Para entendermos melhor essa definição, podemos perguntar, por exemplo, se os estudantes são uma classe social. Não, certamente, pois, antes de tudo, uma classe se define pela sua situação nas relações de produção social. Ora, os estudantes, enquanto estudantes, não têm papel na produção social. Eles são originários de determinadas classes que tem acesso ao ensino. Em geral, derivam da pequena burguesia ou de classe mais alta.

Por outro lado, os militares constituem uma classe? Tampouco são uma classe, embora a sua ocupação não seja passageira como é a vivência estudantil, pois o militarismo é uma profissão na nossa sociedade. Os militares também se originam de diversas classes. Em sua maioria, derivam da pequena burguesia. À medida que atingem os comandos mais altos, a hierarquia militar ainda oferece a eles a possibilidade de se integrarem na classe dominante, pois as Forças Armadas como instituição da sociedade capitalista, são um instrumento da burguesia.

Os metalúrgicos, por sua vez, também não podem ser tomados como uma classe social. Eles são os componentes de uma profissão que se enquadra na classe operária, pois compartilham da mesma situação social dos demais setores do operariado industrial e tem as mesmas contradições irreconciliáveis com os patrões. Participam do mesmo lado no choque de interesses que opõe proletariado e burguesia, na grande luta de classes da sociedade capitalista.
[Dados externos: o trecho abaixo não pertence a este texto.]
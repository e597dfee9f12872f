use fbsdf_wire::{Section, WireError};

/// Errors that can occur while driving a Fourier BSDF file through a
/// handler.
///
/// The reader validates at three levels: the fixed header, the raw body
/// bytes, and (when a [`ValidatingReader`](crate::ValidatingReader) sits
/// in between) the semantic content of each section. Handlers add a
/// fourth: they may refuse a file the format allows but they cannot use.
///
/// ```text
///   DecodeError
///   ├── InvalidHeader(WireError)  ← magic, version, flags, eta, roughness, reserved
///   ├── NonFinite                 ← NaN or infinity in a float section
///   ├── Invalid(ValidationError)  ← range, order, or bounds check failed
///   ├── Rejected                  ← a handler refused the file
///   └── Wire(WireError)           ← truncated body, size overflow, I/O
/// ```
#[derive(Debug, thiserror::Error)]
pub enum DecodeError {
    /// The 64-byte header failed validation.
    #[error("invalid header: {0}")]
    InvalidHeader(WireError),

    /// A float that was materialised for a handler was NaN or infinite.
    #[error("input contained non-finite {section} value at offset {offset}")]
    NonFinite { section: Section, offset: u64 },

    /// A section's content broke a range, ordering, or bounds rule.
    #[error(transparent)]
    Invalid(#[from] ValidationError),

    /// A handler declined the file.
    #[error("{0}")]
    Rejected(String),

    /// Body truncation, section size overflow, or an I/O failure.
    #[error(transparent)]
    Wire(#[from] WireError),
}

impl DecodeError {
    /// Build a [`DecodeError::Rejected`] from any message.
    pub fn rejected(message: impl Into<String>) -> Self {
        DecodeError::Rejected(message.into())
    }

    /// True when the input ended early, whether inside the header or the
    /// body.
    #[must_use]
    pub fn is_unexpected_eof(&self) -> bool {
        matches!(
            self,
            DecodeError::InvalidHeader(WireError::UnexpectedEof { .. })
                | DecodeError::Wire(WireError::UnexpectedEof { .. })
        )
    }
}

/// Semantic checks applied by [`ValidatingReader`](crate::ValidatingReader).
#[derive(Debug, Clone, PartialEq, thiserror::Error)]
pub enum ValidationError {
    /// An elevational sample fell outside `[-1, 1]`.
    #[error("input contained elevational samples that were out of range: {value}")]
    ElevationalSampleOutOfRange { value: f32 },

    /// Elevational samples were not strictly increasing.
    #[error("input contained elevational samples that were improperly ordered: {value} after {previous}")]
    ImproperlyOrdered { previous: f32, value: f32 },

    /// A CDF value fell outside `[0, 1]` and clamping was disabled.
    #[error("input contained CDF values that were out of range: {value}")]
    CdfValueOutOfRange { value: f32 },

    /// The first value of a CDF row was not zero.
    #[error("CDF row {row} of basis function {basis_function} did not start with zero: {value}")]
    CdfRowDoesNotStartWithZero {
        basis_function: usize,
        row: usize,
        value: f32,
    },

    /// A series was longer than the header's longest-series length.
    #[error("input contained a series of length {length}, longer than the declared maximum {max}")]
    SeriesTooLong { length: u32, max: u32 },

    /// A buffer size derived from the header does not fit in memory.
    #[error("input too large to fit in memory")]
    InputTooLarge,

    /// A non-empty series started past the end of the coefficients.
    #[error("input contained a series offset {offset} that was out of bounds of {num_coefficients} coefficients")]
    OffsetOutOfBounds { offset: u32, num_coefficients: u32 },

    /// A series ran past the end of the coefficients.
    #[error("input contained a series at offset {offset} spanning {span} coefficients, out of bounds of {num_coefficients}")]
    SeriesOutOfBounds {
        offset: u32,
        span: usize,
        num_coefficients: u32,
    },

    /// A section callback arrived before `start`.
    #[error("section data arrived before the header was started")]
    NotStarted,
}
//! Value formatting for iCalendar content lines (RFC 5545)

use chrono::{DateTime, Utc};

/// Escape a TEXT value. Backslashes go first so the escapes added for
/// the other characters aren't escaped again. CRLF and lone CR become
/// newlines so no raw CR ends up inside a content line.
pub fn escape(value: &str) -> String {
    value
        .replace("\r\n", "\n")
        .replace('\r', "\n")
        .replace('\\', "\\\\")
        .replace('\n', "\\n")
        .replace(',', "\\,")
        .replace(';', "\\;")
}

/// UTC date-time form, e.g. `20240101T080000Z`
pub fn format_timestamp(instant: &DateTime<Utc>) -> String {
    instant.format("%Y%m%dT%H%M%SZ").to_string()
}

/// `HH:MM:SS`. Hours keep counting past 24.
pub fn format_duration(seconds: i64) -> String {
    let seconds = seconds.max(0);
    format!(
        "{:02}:{:02}:{:02}",
        seconds / 3600,
        (seconds % 3600) / 60,
        seconds % 60
    )
}

#[cfg(test)]
mod tests {
    use super::*;
    use chrono::TimeZone;

    /// Standard RFC 5545 TEXT unescaping
    fn unescape(value: &str) -> String {
        let mut out = String::new();
        let mut chars = value.chars();
        while let Some(c) = chars.next() {
            if c != '\\' {
                out.push(c);
                continue;
            }
            match chars.next() {
                Some('n') | Some('N') => out.push('\n'),
                Some(other) => out.push(other),
                None => out.push('\\'),
            }
        }
        out
    }

    #[test]
    fn it_escapes_text_values() {
        assert_eq!(escape("plain text"), "plain text");
        assert_eq!(escape("a,b;c"), "a\\,b\\;c");
        assert_eq!(escape("line1\nline2"), "line1\\nline2");
        assert_eq!(escape("C:\\path"), "C:\\\\path");
        assert_eq!(escape("\\n"), "\\\\n");
        assert_eq!(escape("a\r\nb\rc"), "a\\nb\\nc");
    }

    #[test]
    fn it_round_trips_through_unescaping() {
        let inputs = [
            "Morning Run",
            "Hills, repeats; and more",
            "Type: Run\nDistance: 5.00 km",
            "back\\slash\\n, not a newline",
            "",
        ];
        for input in inputs {
            assert_eq!(unescape(&escape(input)), input);
        }
    }

    #[test]
    fn it_formats_timestamps() {
        let instant = Utc.with_ymd_and_hms(2024, 1, 1, 8, 0, 0).unwrap();
        assert_eq!(format_timestamp(&instant), "20240101T080000Z");
        let instant = Utc.with_ymd_and_hms(987, 12, 31, 23, 59, 9).unwrap();
        assert_eq!(format_timestamp(&instant), "09871231T235909Z");
    }

    #[test]
    fn it_formats_durations() {
        assert_eq!(format_duration(0), "00:00:00");
        assert_eq!(format_duration(1830), "00:30:30");
        assert_eq!(format_duration(3661), "01:01:01");
        assert_eq!(format_duration(100 * 3600 + 5), "100:00:05");
    }
}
Chama-se REVOLUÇÃO o movimento culminante atingido pela luta de classes, a etapa em que uma delas se levanta, toma o poder, arrebatando-o das mãos da outra classe. Quando a burguesia francesa, há quase dois séculos, liderou o levante do povo vitorioso contra o absolutismo feudal, preparou o caminho para que o poder fosse manobrado por suas mãos, tornando-se assim a classe dominante da França. Tratava-se de uma revolução burguesa. Em nosso século, o proletariado russo realizou a sua revolução vitoriosa em 1917, tirando o poder das antigas classes dominantes e iniciando a construção da sociedade soviética. Esta foi uma Revolução Proletária, ou Revolução Socialista, como é também chamada em função dos objetivos que se propôs.

Independentemente das diferenças de conteúdo dessas duas revoluções, realizadas em condições historicamente distintas, elas tem uma coisa fundamental em comum: a subida de uma nova classe ao poder, fato que alterou toda a estrutura social, a começar pelas relações de propriedade, até as cúpulas políticas, jurídicas e ideológicas da sociedade. Cada uma delas deu início ao desenvolvimento de um novo sistema social.

Na linguagem burguesa, “revolução” é frequentemente sinônimo de qualquer golpe de oficiais descontentes ou, como ultimamente, até de movimentos reacionários destinados exatamente a evitar uma revolução, uma transformação das relações sociais. Porém, tanto neste caso, como no do abuso e confusão que os ideólogos da burguesia cometem frequentemente com termos como “classe”, não se trata de outra coisa senão de uma tentativa desesperada de confundir as mentes dos explorados. Estes, porém, começam a perceber o verdadeiro caráter da nossa sociedade, a verdadeira face da exploração capitalista.

Classes sociais no Brasil
Burguesia financeira
Burguesia
(Industrial e comercial)
  Latifundiários
(grandes proprietários rurais)
Classes médias
(da média burguesia à pequena
burguesia assalariada)
   
    Pequenos camponeses
(pequenos proprietários,
arrendatários, meeiros, parceiros)
Proletariado industrial   Trabalhadores do campo
  Lumpens  

Podemos dizer que temos hoje no Brasil duas facções principais das classes dominantes: a burguesia da cidade e a burguesia do campo (latifundiários). Os interesses dessas duas classes se encontram no capital financeiro ou bancário.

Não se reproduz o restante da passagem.